McDermott forgives Guthrie
Manager Brian McDermott has cleared the way for Danny Guthrie to remain a Reading player after revealing the midfielder had made an apology.
The midfielder apologised to the club's players and staff for his Sunderland no-show.
Guthrie refused to participate in Tuesday's 3-0 defeat at the Stadium of Light - a result that leaves the club second from bottom in the Premier League - because his "head just wasn't right".
The 25-year-old, who has recently recovered from a thigh injury, has played just six matches since his free transfer from Newcastle in the summer but McDermott is ready to move on from the incident following the player's show of contrition.
"Importantly, we can all put this to bed now," McDermott said in a press release issued late this evening.
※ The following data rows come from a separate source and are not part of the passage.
//! Built-in tool provider
//!
//! Provides the local tools (files, directories, system info, shell
//! commands). Every path is confined to the provider's [`Workspace`].

use async_trait::async_trait;
use std::path::PathBuf;
use std::time::Duration;
use toolgate_domain::tool::{
    entities::{ToolCall, ToolDefinition, ToolSpec},
    provider::{ProviderError, ToolProvider},
    value_objects::{ToolError, ToolResult},
};

use crate::tools::command::{self, DEFAULT_COMMAND_TIMEOUT};
use crate::tools::workspace::Workspace;
use crate::tools::{directory, file, system};

/// Priority for the built-in provider (lowest, used as fallback)
pub const BUILTIN_PRIORITY: i32 = -100;

/// Built-in tool provider
#[derive(Debug, Clone)]
pub struct BuiltinProvider {
    tool_spec: ToolSpec,
    workspace: Workspace,
    command_timeout: Duration,
}

impl BuiltinProvider {
    /// Create a provider with all builtin tools, confined to `workspace_root`
    pub fn new(workspace_root: impl Into<PathBuf>) -> Self {
        Self {
            tool_spec: crate::tools::default_tool_spec(),
            workspace: Workspace::new(workspace_root),
            command_timeout: DEFAULT_COMMAND_TIMEOUT,
        }
    }

    /// Create a provider with only the safe (read-only) tools
    pub fn read_only(workspace_root: impl Into<PathBuf>) -> Self {
        Self {
            tool_spec: crate::tools::read_only_tool_spec(),
            ..Self::new(workspace_root)
        }
    }

    /// Default timeout for `execute_command` when the call gives none
    pub fn with_command_timeout(mut self, timeout: Duration) -> Self {
        self.command_timeout = timeout;
        self
    }

    pub fn workspace(&self) -> &Workspace {
        &self.workspace
    }
}

#[async_trait]
impl ToolProvider for BuiltinProvider {
    fn id(&self) -> &str {
        "builtin"
    }

    fn display_name(&self) -> &str {
        "Built-in Tools"
    }

    fn priority(&self) -> i32 {
        BUILTIN_PRIORITY
    }

    async fn is_available(&self) -> bool {
        true
    }

    async fn discover_tools(&self) -> Result<Vec<ToolDefinition>, ProviderError> {
        Ok(self.tool_spec.all().cloned().collect())
    }

    async fn execute(&self, call: &ToolCall) -> ToolResult {
        if self.tool_spec.get(&call.name).is_none() {
            return ToolResult::failure(&call.name, ToolError::unknown_tool(&call.name));
        }

        match call.name.as_str() {
            file::READ_FILE => file::execute_read_file(&self.workspace, call),
            file::WRITE_FILE => file::execute_write_file(&self.workspace, call),
            directory::LIST_DIRECTORY => directory::execute_list_directory(&self.workspace, call),
            system::SYSTEM_INFO => system::execute_system_info(call),
            command::EXECUTE_COMMAND => {
                command::execute_command(&self.workspace, call, self.command_timeout).await
            }
            _ => ToolResult::failure(&call.name, ToolError::unknown_tool(&call.name)),
        }
    }
}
"Every person in life makes mistakes and Danny apologised to all of his team-mates and the staff in a group meeting today.
"He asked me if he could speak to the entire group before training, it took a lot of courage for him to do that and he deserves respect for his reaction.
"Now myself, the players and staff will all move on.
"We have 22 games ahead of us and together as one unit we can achieve our goals for Reading Football Club and for you the supporters."
Guthrie, who has been fined two weeks' wages for an incident that he insists is out of character, regrets the incident.
"I hold my hands up and apologise. It's something that we will deal with internally," Guthrie told the Reading Post.
"There's no problem with anyone. I have my reasons for what happened, it shouldn't have happened, but it did. My head just wasn't right.
"I love being at this club and I just want to play football. I've never had problems anywhere I have been and I just want to get back to playing football. This is a very rare situation for me."
The specifics of Guthrie's refusal to travel to the Stadium of Light have yet to be disclosed, but McDermott insists the needs of the squad will always supersede those of the individual.
"The definition of a good team player is to leave your ego to one side for the good of the team. That is why we have been so successful," McDermott said.
"Everyone wants to play and I understand that, but when you are a professional footballer you are paid to play when you are asked and when you are not playing you support the team. That will never change as long as I am here.
"We've had incidents over the years, but in this league everything gets magnified. There is a lot of talk about this rather than the football side."